When conducting text mining, the wildcard character (Wildchar) in TSQL seems to be insufficient. At this time, using "CLR+regular expression" is a very good choice. Regular expressions seem to be very complicated, but they remain the same. If you are proficient in the metadata of regular expressions, you will be able to use regular expressions proficiently and flexibly to complete complex Text Mining work.
1. Special characters of regular expressions
1. Commonly used metacharacters
are used to match specific characters (letters, numbers, symbols). Note that letters are case-sensitive:
. : matches except line breaks. Any character
w: Matches letters or numbers or underscores or Chinese characters
s: Matches any whitespace character
d: Matches numbers
b: Matches the beginning or end of a word
^: Matches the beginning of a string
$: Matches a string The end of
k: Reference to the group name, for example: k, means to reference the group named group_name
group_number: group_number is the group number of the group, 1, 2, 3, etc., means to reference the group through the group number
2, repeated characters or groups
Specify the number of times the previous character or group is repeated:
: Repeat zero or more times
: Repeat one or more times
?: Repeat zero or one time
{n}: Repeat n times
{n ,}: repeated n times or more
{n,m}: repeated n to m times
3, grouping, escaping, branching, qualifier
These characters have specific meanings and uses:
(): Use parentheses to represent a group
<>: Define the group name. The string between < (", parentheses are no longer used as special characters
|: Branch, the expressions are "or" related
[]: Specify a list of qualified characters, one character must match any character in the list, specify the match in square brackets A character list, for example: [aeiou] A character must be any one in aeiou;
[^]: Specify a list of excluded characters, a character cannot be any character in the excluded list, the excluded character list is specified in square brackets, for example :[^aeiou] A character cannot be any one of aeiou;
Second, grouping reference
(?exp): Name the group, refer to the group through the group name;
(?:exp): This group only matches text at the current position, after the group, the group cannot be referenced, the group has no Group name, and no group number;
1, refer to the group through the group number
(?<=exp): The front of the text matches the expression exp, and the expression after the exp position is returned.

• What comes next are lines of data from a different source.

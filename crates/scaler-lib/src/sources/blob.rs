//! Filesystem-backed log blob sources

use super::BlobSource;
use crate::error::SourceError;
use async_trait::async_trait;
use std::path::{Path, PathBuf};
use tokio::fs;
use tracing::{debug, warn};

/// Number of most recent blobs read per cycle
pub const DEFAULT_MAX_BLOBS: usize = 10;

/// Reads the most recent log files from a directory
///
/// Files are selected by name prefix and ordered by name; only the last
/// `max_blobs` are read. A file that cannot be read as UTF-8 text is skipped
/// with a warning instead of failing the batch.
#[derive(Debug, Clone)]
pub struct DirectoryBlobSource {
    root: PathBuf,
    prefix: String,
    max_blobs: usize,
}

impl DirectoryBlobSource {
    pub fn new(root: impl Into<PathBuf>) -> Self {
        Self {
            root: root.into(),
            prefix: String::new(),
            max_blobs: DEFAULT_MAX_BLOBS,
        }
    }

    /// Only consider files whose name starts with `prefix`
    pub fn with_prefix(mut self, prefix: impl Into<String>) -> Self {
        self.prefix = prefix.into();
        self
    }

    pub fn with_max_blobs(mut self, max_blobs: usize) -> Self {
        self.max_blobs = max_blobs;
        self
    }

    pub fn root(&self) -> &Path {
        &self.root
    }

    /// Matching file paths, sorted by name, limited to the newest `max_blobs`
    pub async fn list(&self) -> Result<Vec<PathBuf>, SourceError> {
        let mut files = list_files(&self.root).await?;
        files.retain(|path| {
            path.file_name()
                .map(|name| name.to_string_lossy().starts_with(&self.prefix))
                .unwrap_or(false)
        });

        let skip = files.len().saturating_sub(self.max_blobs);
        Ok(files.split_off(skip))
    }
}

#[async_trait]
impl BlobSource for DirectoryBlobSource {
    async fn fetch(&self) -> Result<Vec<String>, SourceError> {
        let files = self.list().await?;
        if files.is_empty() {
            debug!(root = %self.root.display(), prefix = %self.prefix, "No log files found");
        }

        let mut blobs = Vec::with_capacity(files.len());
        for path in files {
            match fs::read_to_string(&path).await {
                Ok(content) => {
                    debug!(path = %path.display(), bytes = content.len(), "Fetched log file");
                    blobs.push(content);
                }
                Err(e) => {
                    warn!(path = %path.display(), error = %e, "Skipping unreadable log file");
                }
            }
        }

        Ok(blobs)
    }
}

/// Reads an explicit list of files and directories
///
/// Directories contribute their regular files in name order. Unlike
/// [`DirectoryBlobSource`], any read failure fails the whole fetch.
#[derive(Debug, Clone)]
pub struct PathBlobSource {
    paths: Vec<PathBuf>,
}

impl PathBlobSource {
    pub fn new<I, P>(paths: I) -> Self
    where
        I: IntoIterator<Item = P>,
        P: Into<PathBuf>,
    {
        Self {
            paths: paths.into_iter().map(Into::into).collect(),
        }
    }
}

#[async_trait]
impl BlobSource for PathBlobSource {
    async fn fetch(&self) -> Result<Vec<String>, SourceError> {
        let mut blobs = Vec::new();

        for path in &self.paths {
            let metadata = fs::metadata(path).await.map_err(|source| SourceError::Io {
                path: path.clone(),
                source,
            })?;

            let files = if metadata.is_dir() {
                list_files(path).await?
            } else {
                vec![path.clone()]
            };

            for file in files {
                let content = fs::read_to_string(&file)
                    .await
                    .map_err(|source| SourceError::Io {
                        path: file.clone(),
                        source,
                    })?;
                blobs.push(content);
            }
        }

        Ok(blobs)
    }
}

/// Regular files directly inside `dir`, sorted by path
async fn list_files(dir: &Path) -> Result<Vec<PathBuf>, SourceError> {
    let io_err = |source: std::io::Error| SourceError::Io {
        path: dir.to_path_buf(),
        source,
    };

    let mut entries = fs::read_dir(dir).await.map_err(io_err)?;
    let mut files = Vec::new();

    while let Some(entry) = entries.next_entry().await.map_err(io_err)? {
        let is_file = entry
            .file_type()
            .await
            .map(|t| t.is_file())
            .unwrap_or(false);
        if is_file {
            files.push(entry.path());
        }
    }

    files.sort();
    Ok(files)
}
//! Configuration management for the CLI

use crate::output::OutputFormat;
use anyhow::{Context, Result};
use scaler_lib::ScalingThresholds;
use serde::{Deserialize, Serialize};
use std::path::{Path, PathBuf};

/// CLI configuration
#[derive(Debug, Clone, Serialize, Deserialize, Default)]
pub struct Config {
    /// Default policy thresholds
    #[serde(default)]
    pub thresholds: ScalingThresholds,
    /// Default output format
    pub default_format: Option<OutputFormat>,
}

/// Threshold values given on the command line
#[derive(Debug, Clone, Copy, Default)]
pub struct ThresholdOverrides {
    pub cpu_high: Option<f64>,
    pub cpu_low: Option<f64>,
    pub error_rate_high: Option<f64>,
    pub slow_rate_high: Option<f64>,
}

impl Config {
    /// Load configuration from `path`, or the default location when `None`
    ///
    /// A missing file yields the defaults.
    pub fn load(path: Option<&Path>) -> Result<Self> {
        let config_path = match path {
            Some(path) => path.to_path_buf(),
            None => Self::config_path()?,
        };

        if !config_path.exists() {
            return Ok(Self::default());
        }

        let content = std::fs::read_to_string(&config_path)
            .with_context(|| format!("Failed to read config file {}", config_path.display()))?;

        serde_json::from_str(&content)
            .with_context(|| format!("Failed to parse config file {}", config_path.display()))
    }

    /// Thresholds after applying command line overrides, validated
    pub fn thresholds(&self, overrides: ThresholdOverrides) -> Result<ScalingThresholds> {
        let base = self.thresholds;
        let thresholds = ScalingThresholds {
            cpu_high: overrides.cpu_high.unwrap_or(base.cpu_high),
            cpu_low: overrides.cpu_low.unwrap_or(base.cpu_low),
            error_rate_high: overrides.error_rate_high.unwrap_or(base.error_rate_high),
            slow_rate_high: overrides.slow_rate_high.unwrap_or(base.slow_rate_high),
        };

        thresholds.validate()?;
        Ok(thresholds)
    }

    /// Get the configuration file path
    fn config_path() -> Result<PathBuf> {
        let home = dirs_next::home_dir().context("Could not determine home directory")?;
        Ok(home.join(".config").join("lsc").join("config.json"))
    }
}

#[cfg(test)]
mod tests {
    use super::*;

    #[test]
    fn test_missing_file_yields_defaults() {
        let dir = tempfile::tempdir().unwrap();
        let config = Config::load(Some(&dir.path().join("absent.json"))).unwrap();

        assert_eq!(config.thresholds, ScalingThresholds::default());
        assert!(config.default_format.is_none());
    }

    #[test]
    fn test_partial_file_and_overrides() {
        let dir = tempfile::tempdir().unwrap();
        let path = dir.path().join("config.json");
        std::fs::write(
            &path,
            r#"{"thresholds": {"cpu_high": 90}, "default_format": "json"}"#,
        )
        .unwrap();

        let config = Config::load(Some(&path)).unwrap();
        assert_eq!(config.default_format, Some(OutputFormat::Json));

        let thresholds = config
            .thresholds(ThresholdOverrides {
                error_rate_high: Some(1.0),
                ..Default::default()
            })
            .unwrap();
        assert_eq!(thresholds.cpu_high, 90.0);
        assert_eq!(thresholds.cpu_low, 20.0);
        assert_eq!(thresholds.error_rate_high, 1.0);
    }

    #[test]
    fn test_invalid_override_rejected() {
        let result = Config::default().thresholds(ThresholdOverrides {
            cpu_low: Some(95.0),
            ..Default::default()
        });
        assert!(result.is_err());
    }

    #[test]
    fn test_malformed_file_is_error() {
        let dir = tempfile::tempdir().unwrap();
        let path = dir.path().join("config.json");
        std::fs::write(&path, "not json").unwrap();

        assert!(Config::load(Some(&path)).is_err());
    }
}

Expression
(?!exp): The suffix of the text is not exp, returns an expression whose suffix is not exp
(? < !exp): The prefix of the text is not exp, returns an expression whose prefix is not exp
1, suffix matching
Analysis: Assert that its suffix is ing and it is the end of the word (b), match words ending with ing, but return the front part of the word, the part before ing;
For example, find "I'm reading a book" , it will match "reading" because the character ends with ing. The regular expression returns read and asserts that the returned text does not contain the suffix.
2, prefix matching
(?<=exp): The front of the text matches the expression exp, and the expression after the exp position is returned. Prefix matching is similar to TSQL's "re%";
For example, regular expression: (?<=bre)w+b
Analysis: The beginning of a word (b), and the prefix of the word is re, and the match starts with re The word returns the second half of the word, the part after re;
For example, if you search for "I am reading a book", it will match "reading", because the character starts with re, and the regular expression returns ading, Assert that the text returned does not contain the prefix.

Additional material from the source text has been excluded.